(TO DO):
Reproduce the records exactly, beginning with their first line and ending with the line that contains "Tag function headers", and output nothing more.

(Collected data entries)
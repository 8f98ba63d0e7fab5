//! Disassembly rendering flags and the scoped override guard.

use std::ops::{Deref, DerefMut};

use super::Disassembly;

bitflags::bitflags! {
    /// Independent rendering toggles. Composition is bitwise OR and
    /// [`DisassemblyOptions::empty`] is the identity.
    #[derive(Debug, Clone, Copy, PartialEq, Eq, Hash, Default)]
    pub struct DisassemblyOptions: u32 {
        /// Print the source location under each function header.
        const INCLUDE_SOURCE          = 1 << 0;
        /// Tag function headers with `#<id>`.
        const INCLUDE_FUNCTION_IDS    = 1 << 1;
        /// Prefix instructions with their virtual offset.
        const INCLUDE_VIRTUAL_OFFSETS = 1 << 2;
        /// Aligned columns, offsets and jump labels.
        const PRETTY                  = 1 << 3;
        /// objdump-style addresses and raw bytes.
        const OBJDUMP                 = 1 << 4;
    }
}

/// The three mutually exclusive output styles selectable at startup.
#[derive(Debug, Clone, Copy, PartialEq, Eq, Default)]
pub enum DisassemblyFormat {
    /// Legacy format.
    Raw,
    #[default]
    Pretty,
    Objdump,
}

impl DisassemblyFormat {
    pub fn flags(self) -> DisassemblyOptions {
        match self {
            DisassemblyFormat::Raw => DisassemblyOptions::empty(),
            DisassemblyFormat::Pretty => DisassemblyOptions::PRETTY,
            DisassemblyFormat::Objdump => DisassemblyOptions::OBJDUMP,
        }
    }
}

impl DisassemblyOptions {
    /// Bitwise union of two flag sets.
    pub const fn compose(self, other: Self) -> Self {
        self.union(other)
    }

    /// Session baseline: source interleaving and function ids, plus the
    /// selected output style.
    pub fn session_default(format: DisassemblyFormat) -> Self {
        (Self::INCLUDE_SOURCE | Self::INCLUDE_FUNCTION_IDS).compose(format.flags())
    }
}

/// Adds flags to a disassembler for the lifetime of the guard.
///
/// The prior options are restored on drop, so early returns and `?` leave
/// the session state exactly as it was before the override.
pub struct OptionsOverride<'a, D: Disassembly + ?Sized> {
    target: &'a mut D,
    saved: DisassemblyOptions,
}

impl<'a, D: Disassembly + ?Sized> OptionsOverride<'a, D> {
    pub fn new(target: &'a mut D, extra: DisassemblyOptions) -> Self {
        let saved = target.options();
        target.set_options(saved.compose(extra));
        Self { target, saved }
    }

    /// Options that will be restored on drop.
    pub fn saved(&self) -> DisassemblyOptions {
        self.saved
    }
}

impl<D: Disassembly + ?Sized> Deref for OptionsOverride<'_, D> {
    type Target = D;

    fn deref(&self) -> &D {
        &*self.target
    }
}

impl<D: Disassembly + ?Sized> DerefMut for OptionsOverride<'_, D> {
    fn deref_mut(&mut self) -> &mut D {
        &mut *self.target
    }
}

impl<D: Disassembly + ?Sized> Drop for OptionsOverride<'_, D> {
    fn drop(&mut self) {
        self.target.set_options(self.saved);
    }
}
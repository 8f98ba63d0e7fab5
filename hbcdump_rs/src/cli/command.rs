//! Shell command table.
//!
//! Every command is one [`CommandSpec`] row: canonical name, aliases, arity
//! policy, optional switch token and help text. The dispatcher and the help
//! registry both read this table, so an alias can never route somewhere its
//! help entry does not.

use std::fmt;

use strsim::levenshtein;

use super::help_texts::*;

#[derive(Debug, Clone, Copy, PartialEq, Eq, Hash)]
pub enum CommandKind {
    Function,
    Instruction,
    Disassemble,
    Summary,
    Io,
    Block,
    AtVirtual,
    Help,
    FunctionInfo,
    String,
    Filename,
    Epilogue,
    Quit,
}

/// What a positional argument denotes; used in parse error messages.
#[derive(Debug, Clone, Copy, PartialEq, Eq)]
pub enum ArgKind {
    FuncId,
    StringId,
    FilenameId,
    VirtualOffset,
    /// Free text (the topic of `help`).
    CommandName,
}

impl fmt::Display for ArgKind {
    fn fmt(&self, f: &mut fmt::Formatter<'_>) -> fmt::Result {
        f.write_str(match self {
            ArgKind::FuncId => "func_id",
            ArgKind::StringId => "string_id",
            ArgKind::FilenameId => "filename_id",
            ArgKind::VirtualOffset => "virtual_offset",
            ArgKind::CommandName => "command",
        })
    }
}

/// Positional arity, counted after the switch token has been removed.
#[derive(Debug, Clone, Copy, PartialEq, Eq)]
pub enum Arity {
    None,
    Optional(ArgKind),
    Required(ArgKind),
    /// Trailing tokens are ignored.
    Ignored,
}

impl Arity {
    /// Accept `args` or report that the arity does not match.
    pub fn accepts<'t>(self, args: &[&'t str]) -> Option<Option<&'t str>> {
        match (self, args) {
            (Arity::Ignored, _) => Some(None),
            (Arity::None | Arity::Optional(_), []) => Some(None),
            (Arity::Optional(_) | Arity::Required(_), [arg]) => Some(Some(*arg)),
            _ => None,
        }
    }
}

#[derive(Debug)]
pub struct CommandSpec {
    pub kind: CommandKind,
    /// Canonical name; also the help key.
    pub name: &'static str,
    pub aliases: &'static [&'static str],
    pub arity: Arity,
    /// Exact-match flag token stripped before the arity check.
    pub switch: Option<&'static str>,
    pub help: &'static str,
}

impl CommandSpec {
    pub fn matches(&self, word: &str) -> bool {
        self.name == word || self.aliases.contains(&word)
    }
}

/// All shell commands in help listing order.
pub static COMMANDS: &[CommandSpec] = &[
    CommandSpec {
        kind: CommandKind::Function,
        name: "function",
        aliases: &["fun"],
        arity: Arity::Optional(ArgKind::FuncId),
        switch: Some("-used"),
        help: FUNCTION_HELP,
    },
    CommandSpec {
        kind: CommandKind::Instruction,
        name: "instruction",
        aliases: &["inst"],
        arity: Arity::None,
        switch: None,
        help: INSTRUCTION_HELP,
    },
    CommandSpec {
        kind: CommandKind::Disassemble,
        name: "disassemble",
        aliases: &["dis"],
        arity: Arity::Optional(ArgKind::FuncId),
        switch: Some("-offsets"),
        help: DISASSEMBLE_HELP,
    },
    CommandSpec {
        kind: CommandKind::Summary,
        name: "summary",
        aliases: &["sum"],
        arity: Arity::None,
        switch: None,
        help: SUMMARY_HELP,
    },
    CommandSpec {
        kind: CommandKind::Io,
        name: "io",
        aliases: &[],
        arity: Arity::None,
        switch: None,
        help: IO_HELP,
    },
    CommandSpec {
        kind: CommandKind::Block,
        name: "block",
        aliases: &[],
        arity: Arity::None,
        switch: None,
        help: BLOCK_HELP,
    },
    CommandSpec {
        kind: CommandKind::AtVirtual,
        name: "at-virtual",
        aliases: &["at_virtual"],
        arity: Arity::Required(ArgKind::VirtualOffset),
        switch: None,
        help: AT_VIRTUAL_HELP,
    },
    CommandSpec {
        kind: CommandKind::Help,
        name: "help",
        aliases: &["h"],
        arity: Arity::Optional(ArgKind::CommandName),
        switch: None,
        help: HELP_HELP,
    },
    CommandSpec {
        kind: CommandKind::FunctionInfo,
        name: "function-info",
        aliases: &[],
        arity: Arity::Optional(ArgKind::FuncId),
        switch: None,
        help: FUNCTION_INFO_HELP,
    },
    CommandSpec {
        kind: CommandKind::String,
        name: "string",
        aliases: &["str"],
        arity: Arity::Required(ArgKind::StringId),
        switch: None,
        help: STRING_HELP,
    },
    CommandSpec {
        kind: CommandKind::Filename,
        name: "filename",
        aliases: &[],
        arity: Arity::Required(ArgKind::FilenameId),
        switch: None,
        help: FILENAME_HELP,
    },
    CommandSpec {
        kind: CommandKind::Epilogue,
        name: "epilogue",
        aliases: &["epi"],
        arity: Arity::None,
        switch: None,
        help: EPILOGUE_HELP,
    },
    CommandSpec {
        kind: CommandKind::Quit,
        name: "quit",
        aliases: &[],
        arity: Arity::Ignored,
        switch: None,
        help: QUIT_HELP,
    },
];

/// Resolve a canonical name or alias (case-sensitive).
pub fn find_command(word: &str) -> Option<&'static CommandSpec> {
    COMMANDS.iter().find(|spec| spec.matches(word))
}

/// Suggest a similar command name using Levenshtein distance.
/// Returns the canonical name of the closest command within distance 2.
pub fn suggest_similar_command(input: &str) -> Option<&'static str> {
    let input_lower = input.to_lowercase();
    let mut best_match: Option<(&'static str, usize)> = None;

    for spec in COMMANDS {
        for word in std::iter::once(&spec.name).chain(spec.aliases) {
            let distance = levenshtein(&input_lower, word);
            if distance > 2 {
                continue;
            }
            match best_match {
                Some((_, best)) if best <= distance => {}
                _ => best_match = Some((spec.name, distance)),
            }
        }
    }

    best_match.map(|(name, _)| name)
}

(OUTPUT OF THE TASK):
repository 8f98ba63d0e7fab5
//! Disassembly rendering flags and the scoped override guard.

use std::ops::{Deref, DerefMut};

use super::Disassembly;

bitflags::bitflags! {
    /// Independent rendering toggles. Composition is bitwise OR and
    /// [`DisassemblyOptions::empty`] is the identity.
    #[derive(Debug, Clone, Copy, PartialEq, Eq, Hash, Default)]
    pub struct DisassemblyOptions: u32 {
        /// Print the source location under each function header.
        const INCLUDE_SOURCE          = 1 << 0;
        /// Tag function headers with `#<id>`.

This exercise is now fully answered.